Essere cittadini. Essere ‘umani’. Parole che sembrano avere sempre meno valore nel nostro gergo ma anche nei nostri atteggiamenti quotidiani. ‘Umani’ come parte di una ‘comunità di eguali, che prende forma e si riconosce in un spazio pubblico’ (p. 102). A ricordarci il valore di queste parole è Tommaso Montanari in Chiese chiuse. Perché entrare in una chiesa? Certo per pregare, ma non solo.
Le chiese non sono solo luoghi religiosi ma anche e soprattutto spazi pubblici, in cui ‘non siamo né fedeli, né lavoratori, né clienti e consumatori, né pubblico pagante. Piazze, palazzi pubblici, parchi, coste e montagne: e in Italia, sì, anche antiche chiese aperte a tutti (p. 102)’. È per questo che le nostre chiese vanno difese, con le opere d’arte che custodiscono, e che giorno in giorno invece sono sottoposte in una sorta di industria del sacrilegio, a un vero e proprio saccheggio. Ciò è possibile, spiega lo storico in questo libro di grande passione civile, per tanti motivi. In primis per una verità incontrovertibile che aveva già denunciato Leonardo Sciascia nel lontano 1969 (p. 23):
[…] L’Italia è il paese dell’arte ma le opere d’arte che vadano in malora. Ancora una volta dobbiamo amaramente constatare che questo non è un paese civile, non lo è nelle baracche dei terremotati e dei migranti, a Montevago come nella periferia torinese e non lo è nella conservazione delle opere d’arte e delle testimonianze storiche […]
Da quando Sciascia scriveva queste riflessioni ne è passata di acqua sotto i ponti. Oggi viviamo in un paese molto diverso per tanti aspetti, ma alcuni mali restano e si sono anche incancreniti. I media, altri responsabili contro cui lo studioso lancia il suo j’accuse, martellano i cittadini con un marketing che li porta nelle mostre a pagamento.

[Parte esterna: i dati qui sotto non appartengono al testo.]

impl Connection {
    /// Serve an inbound stream. Returns immediately; the handshake is driven
    /// by the remote's `Authenticate` packet.
    pub fn accept<S>(
        stream: S,
        remote_addr: SocketAddr,
        local: Weak<LocalPeer>,
        settings: ConnectionSettings,
    ) -> Self
    where
        S: AsyncRead + AsyncWrite + Send + 'static,
    {
        Self::spawn(stream, Role::Acceptor, remote_addr, local, settings)
    }

    /// Start a dialed stream and authenticate with `token`.
    pub async fn initiate<S>(
        stream: S,
        remote_addr: SocketAddr,
        token: &str,
        local: Weak<LocalPeer>,
        settings: ConnectionSettings,
    ) -> Result<Self, ConnectionError>
    where
        S: AsyncRead + AsyncWrite + Send + 'static,
    {
        let conn = Self::spawn(stream, Role::Initiator, remote_addr, local, settings);
        let handshake = Packet::Authenticate(Authenticate::new(token));

        let result = match conn.request(handshake).await {
            Ok(Packet::AuthenticateResponse(r)) if r.granted => {
                let permitted = Permissions::from_bits_truncate(r.permitted);
                let _ = conn.shared.granted.set(permitted);
                info!(
                    target: "peer::net::handshake",
                    "{} authenticated to {remote_addr}, granted {permitted}", conn.shared.id
                );
                return Ok(conn);
            }
            Ok(Packet::AuthenticateResponse(r)) => Err(ConnectionError::Unauthenticated(
                r.error.unwrap_or_else(|| AuthError::OPAQUE.to_string()),
            )),
            Ok(other) => Err(ConnectionError::UnexpectedResponse {
                expected: "AuthenticateResponse",
                got: other.kind(),
            }),
            Err(e) => Err(e),
        };

        if let Err(e) = &result {
            warn!(
                target: "peer::net::handshake",
                "{} handshake with {remote_addr} failed: {e}", conn.shared.id
            );
        }
        conn.close();
        result
    }

    fn spawn<S>(
        stream: S,
        role: Role,
        remote_addr: SocketAddr,
        local: Weak<LocalPeer>,
        settings: ConnectionSettings,
    ) -> Self
    where
        S: AsyncRead + AsyncWrite + Send + 'static,
    {
        let (read_half, write_half) = tokio::io::split(stream);
        let reader = EnvelopeReader::new(read_half, settings.max_frame_bytes);
        let writer = EnvelopeWriter::new(write_half, settings.max_frame_bytes);
        let (tx, rx) = mpsc::channel(settings.output_queue_capacity.max(1));

        let shared = Arc::new(Shared {
            id: ConnectionId::next(),
            role,
            remote_addr,
            settings,
            outbound: tx,
            pending: PendingRequests::default(),
            gate: AuthGate::new(),
            granted: OnceLock::new(),
            connected: AtomicBool::new(true),
            shutdown: CancellationToken::new(),
            local,
        });

        debug!(
            target: "peer::net::connection",
            "{} ({role}) opened with {remote_addr}", shared.id
        );

        tokio::spawn(output_loop(Arc::clone(&shared), writer, rx));
        tokio::spawn(input_loop(Arc::clone(&shared), reader));

        Self { shared }
    }

    /// Send `packet` and wait for the correlated response using the default
    /// request timeout.
    pub async fn request(&self, packet: Packet) -> Result<Packet, ConnectionError> {
        self.request_with_timeout(packet, self.shared.settings.request_timeout)
            .await
    }

    /// The deadline covers queueing and writing as well as the wait for the
    /// response, so a stalled writer still ends in [`ConnectionError::Timeout`].
    pub async fn request_with_timeout(
        &self,
        packet: Packet,
        timeout: Duration,
    ) -> Result<Packet, ConnectionError> {
        let kind = packet.kind();
        let (tx, rx) = oneshot::channel();
        let mut assigned = None;
        let exchange = async {
            let id = self.enqueue(packet, Some(tx)).await?;
            assigned = Some(id);
            rx.await.map_err(|_| ConnectionError::Closed)
        };
        let outcome = tokio::time::timeout(timeout, exchange).await;

        match outcome {
            Ok(Ok(Packet::AuthenticateInvalid(invalid))) => {
                Err(ConnectionError::Unauthenticated(invalid.error))
            }
            Ok(Ok(Packet::Failure(failure))) => Err(ConnectionError::Remote(failure.message)),
            Ok(result) => result,
            Err(_) => {
                // The receiver is gone with `exchange`; drop its table entry.
                self.shared.pending.prune_abandoned();
                match assigned {
                    Some(id) => debug!(
                        target: "peer::net::connection",
                        "{} request {id} ({kind}) timed out after {timeout:?}", self.shared.id
                    ),
                    None => debug!(
                        target: "peer::net::connection",
                        "{} {kind} not written within {timeout:?}", self.shared.id
                    ),
                }
                Err(ConnectionError::Timeout {
                    packet: kind,
                    after: timeout,
                })
            }
        }
    }

    /// Fire-and-forget. Resolves once the envelope was written; returns its id.
    pub async fn send(&self, packet: Packet) -> Result<u64, ConnectionError> {
        self.enqueue(packet, None).await
    }

    async fn enqueue(
        &self,
        packet: Packet,
        awaiting: Option<oneshot::Sender<Packet>>,
    ) -> Result<u64, ConnectionError> {
        if !self.is_connected() {
            return Err(ConnectionError::NotConnected);
        }
        let (written_tx, written_rx) = oneshot::channel();
        let op = Outbound {
            responding_to: Envelope::NOT_A_RESPONSE,
            packet,
            awaiting,
            written: Some(written_tx),
        };
        self.shared
            .outbound
            .send(op)
            .await
            .map_err(|_| ConnectionError::NotConnected)?;
        written_rx.await.map_err(|_| ConnectionError::Closed)?
    }

    pub fn is_connected(&self) -> bool {
        self.shared.connected.load(Ordering::Acquire)
    }

    /// Resolves when the connection has closed for any reason.
    pub async fn closed(&self) {
        self.shared.shutdown.cancelled().await;
    }

    pub fn close(&self) {
        self.shared.mark_closed("closed locally");
    }

    pub fn role(&self) -> Role {
        self.shared.role
    }

    pub fn remote_addr(&self) -> SocketAddr {
        self.shared.remote_addr
    }

    pub fn id(&self) -> ConnectionId {
        self.shared.id
    }

    /// Initiator: permissions the remote granted during the handshake.
    /// Acceptor: permissions of the token the remote presented, once granted.
    pub fn permissions(&self) -> Option<Permissions> {
        match self.shared.role {
            Role::Initiator => self.shared.granted.get().copied(),
            Role::Acceptor => match self.shared.gate.current() {
                AuthState::Granted(grant) => Some(grant.permitted),
                _ => None,
            },
        }
    }

    pub fn auth_state(&self) -> AuthState {
        self.shared.gate.current()
    }

    /// Requests still waiting for a response.
    pub fn pending_requests(&self) -> usize {
        self.shared.pending.len()
    }
}
//! Real hosts over TCP + TLS on loopback.

use std::path::Path;
use std::time::Duration;

use auth::{Claims, Permissions};
use ipnet::IpNet;
use network_shared::Payload;
use peer::error::FanoutFailure;
use peer::peer::RemoteState;
use peer::{Node, Peer, PeerConfig, PeerDetails, PeerError, PeersManifest, Subscription};
use peer::{receiver_fn, unit_fn};
use tokio::net::TcpListener;
use tokio::sync::mpsc;

fn config(dir: &Path) -> PeerConfig {
    let mut cfg = PeerConfig::default();
    cfg.base_dir = dir.to_path_buf();
    cfg.service.port = 0;
    cfg.security.accept_invalid_certs = true;
    cfg.storage.subscriptions_path = None;
    cfg
}

/// Token `node` accepts from loopback callers.
fn token_for(node: &Node) -> String {
    let loopback: IpNet = "127.0.0.0/8".parse().unwrap();
    node.local()
        .issue_token(Claims::new(loopback, Permissions::ALL, time::Duration::hours(1)))
        .unwrap()
        .to_string()
}

/// A host with an `inbox` receiver whose deliveries show up on the channel.
async fn subscriber(dir: &Path) -> (Node, mpsc::UnboundedReceiver<Payload>) {
    subscriber_with(config(dir)).await
}

async fn subscriber_with(cfg: PeerConfig) -> (Node, mpsc::UnboundedReceiver<Payload>) {
    let node = Node::start(cfg).await.unwrap();
    let (tx, rx) = mpsc::unbounded_channel();
    node.local()
        .register_receiver(
            "inbox",
            receiver_fn(move |data| {
                let tx = tx.clone();
                async move {
                    tx.send(data)?;
                    anyhow::Ok(())
                }
            }),
        )
        .await
        .unwrap();
    node.local()
        .register_action(
            "double",
            unit_fn(|arg: Payload| async move {
                let n: i64 = arg.decode()?;
                anyhow::Ok(Payload::encode(&(n * 2))?)
            }),
        )
        .await
        .unwrap();
    (node, rx)
}

async fn dead_address() -> String {
    let listener = TcpListener::bind("127.0.0.1:0").await.unwrap();
    let addr = listener.local_addr().unwrap();
    drop(listener);
    addr.to_string()
}

async fn recv(rx: &mut mpsc::UnboundedReceiver<Payload>) -> Payload {
    tokio::time::timeout(Duration::from_secs(5), rx.recv())
        .await
        .expect("no delivery")
        .expect("channel closed")
}

#[tokio::test(flavor = "multi_thread")]
async fn publish_reaches_live_subscribers_and_reports_dead_ones() {
    let (dir_a, dir_b, dir_p) = (
        tempfile::tempdir().unwrap(),
        tempfile::tempdir().unwrap(),
        tempfile::tempdir().unwrap(),
    );
    let (a, mut inbox_a) = subscriber(dir_a.path()).await;
    let (b, mut inbox_b) = subscriber(dir_b.path()).await;
    let dead = dead_address().await;

    let manifest = PeersManifest {
        peers: vec![
            PeerDetails::new(a.address(), token_for(&a)),
            PeerDetails::new(b.address(), token_for(&b)),
            PeerDetails::new(dead.clone(), token_for(&a)),
        ],
    };
    std::fs::write(
        dir_p.path().join("peers.toml"),
        toml::to_string(&manifest).unwrap(),
    )
    .unwrap();

    let p = Node::start(config(dir_p.path())).await.unwrap();
    let publisher = p.local();
    publisher
        .register_action("test", unit_fn(|arg| async move { anyhow::Ok(arg) }))
        .await
        .unwrap();
    for address in [a.address(), b.address(), dead.as_str()] {
        publisher
            .subscribe(Subscription::new(address, "test", "inbox"))
            .await
            .unwrap();
    }

    match publisher.publish("test", Payload::from("x")).await {
        Err(PeerError::PartialPublish {
            action,
            total,
            failures,
        }) => {
            assert_eq!(action, "test");
            assert_eq!(total, 3);
            assert_eq!(failures.len(), 1);
            let FanoutFailure {
                address, receiver, ..
            } = &failures[0];
            assert_eq!(address, &dead);
            assert_eq!(receiver, "inbox");
        }
        other => panic!("unexpected {other:?}"),
    }

    assert_eq!(recv(&mut inbox_a).await, Payload::from("x"));
    assert_eq!(recv(&mut inbox_b).await, Payload::from("x"));

    // A failed publish does not fail the run that produced the data.
    publisher
        .run_and_publish("test", Payload::from("y"))
        .await
        .unwrap();
    assert_eq!(recv(&mut inbox_a).await, Payload::from("y"));
    assert_eq!(recv(&mut inbox_b).await, Payload::from("y"));

    p.shutdown().await;
    a.shutdown().await;
    b.shutdown().await;
}

#[tokio::test(flavor = "multi_thread")]
async fn remote_calls_go_through_the_manifest() {
    let (dir_a, dir_p) = (tempfile::tempdir().unwrap(), tempfile::tempdir().unwrap());
    let (a, mut inbox_a) = subscriber(dir_a.path()).await;

    let manifest = PeersManifest {
        peers: vec![PeerDetails::new(a.address(), token_for(&a))],
    };
    std::fs::write(
        dir_p.path().join("peers.toml"),
        toml::to_string(&manifest).unwrap(),
    )
    .unwrap();
    let p = Node::start(config(dir_p.path())).await.unwrap();

    let remote = p.local().get_peer(a.address()).await.unwrap();
    assert_eq!(remote.state(), RemoteState::Disconnected);

    let out = remote.run("double", Payload::encode(&21).unwrap()).await.unwrap();
    assert_eq!(out.decode::<i64>().unwrap(), 42);
    assert_eq!(remote.state(), RemoteState::Ready);

    assert_eq!(remote.list_actions().await.unwrap(), ["double"]);
    assert_eq!(remote.list_receivers().await.unwrap(), ["inbox"]);
    assert!(remote.has_receiver("inbox").await.unwrap());

    remote.notify("inbox", Payload::from("direct")).await.unwrap();
    assert_eq!(recv(&mut inbox_a).await, Payload::from("direct"));

    // Subscriptions created remotely land in the remote's store.
    remote
        .subscribe(Subscription::new("127.0.0.1:1", "double", "inbox"))
        .await
        .unwrap();
    let stored = a.local().subscription_store().list().await.unwrap();
    assert_eq!(stored.len(), 1);
    assert_eq!(stored[0].subscription.action, "double");

    // Dropped connections are re-dialed on the next call.
    remote.disconnect().await;
    assert_eq!(remote.state(), RemoteState::Disconnected);
    let out = remote.run("double", Payload::encode(&2).unwrap()).await.unwrap();
    assert_eq!(out.decode::<i64>().unwrap(), 4);

    p.shutdown().await;
    a.shutdown().await;
}

#[tokio::test(flavor = "multi_thread")]
async fn connection_dropped_by_the_remote_is_redialed() {
    let (dir_a, dir_p) = (tempfile::tempdir().unwrap(), tempfile::tempdir().unwrap());
    // `a` hangs up on connections that stay quiet for a moment.
    let mut cfg_a = config(dir_a.path());
    cfg_a.connection.idle_timeout_ms = 200;
    let (a, _inbox) = subscriber_with(cfg_a).await;

    let manifest = PeersManifest {
        peers: vec![PeerDetails::new(a.address(), token_for(&a))],
    };
    std::fs::write(
        dir_p.path().join("peers.toml"),
        toml::to_string(&manifest).unwrap(),
    )
    .unwrap();
    let p = Node::start(config(dir_p.path())).await.unwrap();
    let remote = p.local().get_peer(a.address()).await.unwrap();

    let out = remote.run("double", Payload::encode(&5).unwrap()).await.unwrap();
    assert_eq!(out.decode::<i64>().unwrap(), 10);
    assert_eq!(remote.state(), RemoteState::Ready);

    tokio::time::timeout(Duration::from_secs(3), async {
        while remote.state() != RemoteState::Disconnected {
            tokio::time::sleep(Duration::from_millis(20)).await;
        }
    })
    .await
    .expect("remote hang-up was not noticed");

    let out = remote.run("double", Payload::encode(&7).unwrap()).await.unwrap();
    assert_eq!(out.decode::<i64>().unwrap(), 14);
    assert_eq!(remote.state(), RemoteState::Ready);

    p.shutdown().await;
    a.shutdown().await;
}

#[tokio::test(flavor = "multi_thread")]
async fn dial_only_peer_does_not_take_the_port() {
    let (dir_a, dir_c) = (tempfile::tempdir().unwrap(), tempfile::tempdir().unwrap());
    let (a, _inbox) = subscriber(dir_a.path()).await;

    let manifest = PeersManifest {
        peers: vec![PeerDetails::new(a.address(), token_for(&a))],
    };
    std::fs::write(
        dir_c.path().join("peers.toml"),
        toml::to_string(&manifest).unwrap(),
    )
    .unwrap();
    // Same port as the running host; binding it would fail.
    let mut cfg = config(dir_c.path());
    cfg.service.port = a.local_addr().port();

    let caller = peer::node::dial_only(&cfg).await.unwrap();
    let remote = caller.get_peer(a.address()).await.unwrap();
    let out = remote.run("double", Payload::encode(&8).unwrap()).await.unwrap();
    assert_eq!(out.decode::<i64>().unwrap(), 16);

    remote.disconnect().await;
    a.shutdown().await;
}

#[tokio::test(flavor = "multi_thread")]
async fn remote_with_bad_token_fails_to_dial() {
    let (dir_a, dir_p) = (tempfile::tempdir().unwrap(), tempfile::tempdir().unwrap());
    let (a, _inbox) = subscriber(dir_a.path()).await;
    let manifest = PeersManifest {
        peers: vec![PeerDetails::new(a.address(), "not.a-token")],
    };
    std::fs::write(
        dir_p.path().join("peers.toml"),
        toml::to_string(&manifest).unwrap(),
    )
    .unwrap();
    let p = Node::start(config(dir_p.path())).await.unwrap();

    let remote = p.local().get_peer(a.address()).await.unwrap();
    let err = remote.run("double", Payload::encode(&1).unwrap()).await.unwrap_err();
    assert!(
        matches!(
            err,
            PeerError::Connection(peer::ConnectionError::Unauthenticated(_))
        ),
        "{err}"
    );
    assert_eq!(remote.state(), RemoteState::Disconnected);

    p.shutdown().await;
    a.shutdown().await;
}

Ciò è finalizzato solo ad alimentare ‘una macchina da soldi che li vuole clienti, non cittadini’ (p.25).
Quelle di Montanari sono parole dure ma anche profondamente vere. Ci mettono dinanzi a una realtà drammatica ma ci mostrano anche ciò che bisognerebbe fare e invece non viene fatto, cioè dovremmo investire nella tutela pubblica (p.24):
[…] Bisognerebbe fare esattamente il contrario: non vagheggiare speculatori privati, e non gettare soldi ed energie nel pozzo sterile degli eventi. Ma investire nella tutela pubblica: quella che ci ha permesso di avere ancora i Guercino nelle chiese, e che i governi degli ultimi trent’anni hanno invece smantellato con pervicacia bipartisan. […]
Montanari in quasi 150 pagine, in un pamphlet intenso, ampiamente documentato, ci mostra una realtà drammatica, rispetto a cui si fa poco o nulla. Il nostro patrimonio non è al sicuro quando è chiuso, e se i cittadini non lo conoscono. Al contrario per metterlo in sicurezza è necessario che sia ‘frequentato’, noto, amato, conosciuto’. Ci vuole insomma più apertura, più senso della cittadinanza, più valore del pubblico, meno privati, meno marketing. Ci vuole – mi sembra di leggere nei 9 appassionati capitoli che compongono questo scritto – più capacità di dialogare anche con la nostra tradizione, con quella laica ma anche quella cattolica. È proprio quest’ultima che ci insegna il valore dell’apertura a tutti, indipendentemente dalla confessione religiosa. Per questo motivo tutti noi dovremmo batterci per la tutela delle nostre chiese, perché siano non chiuse ma aperte. A tutti.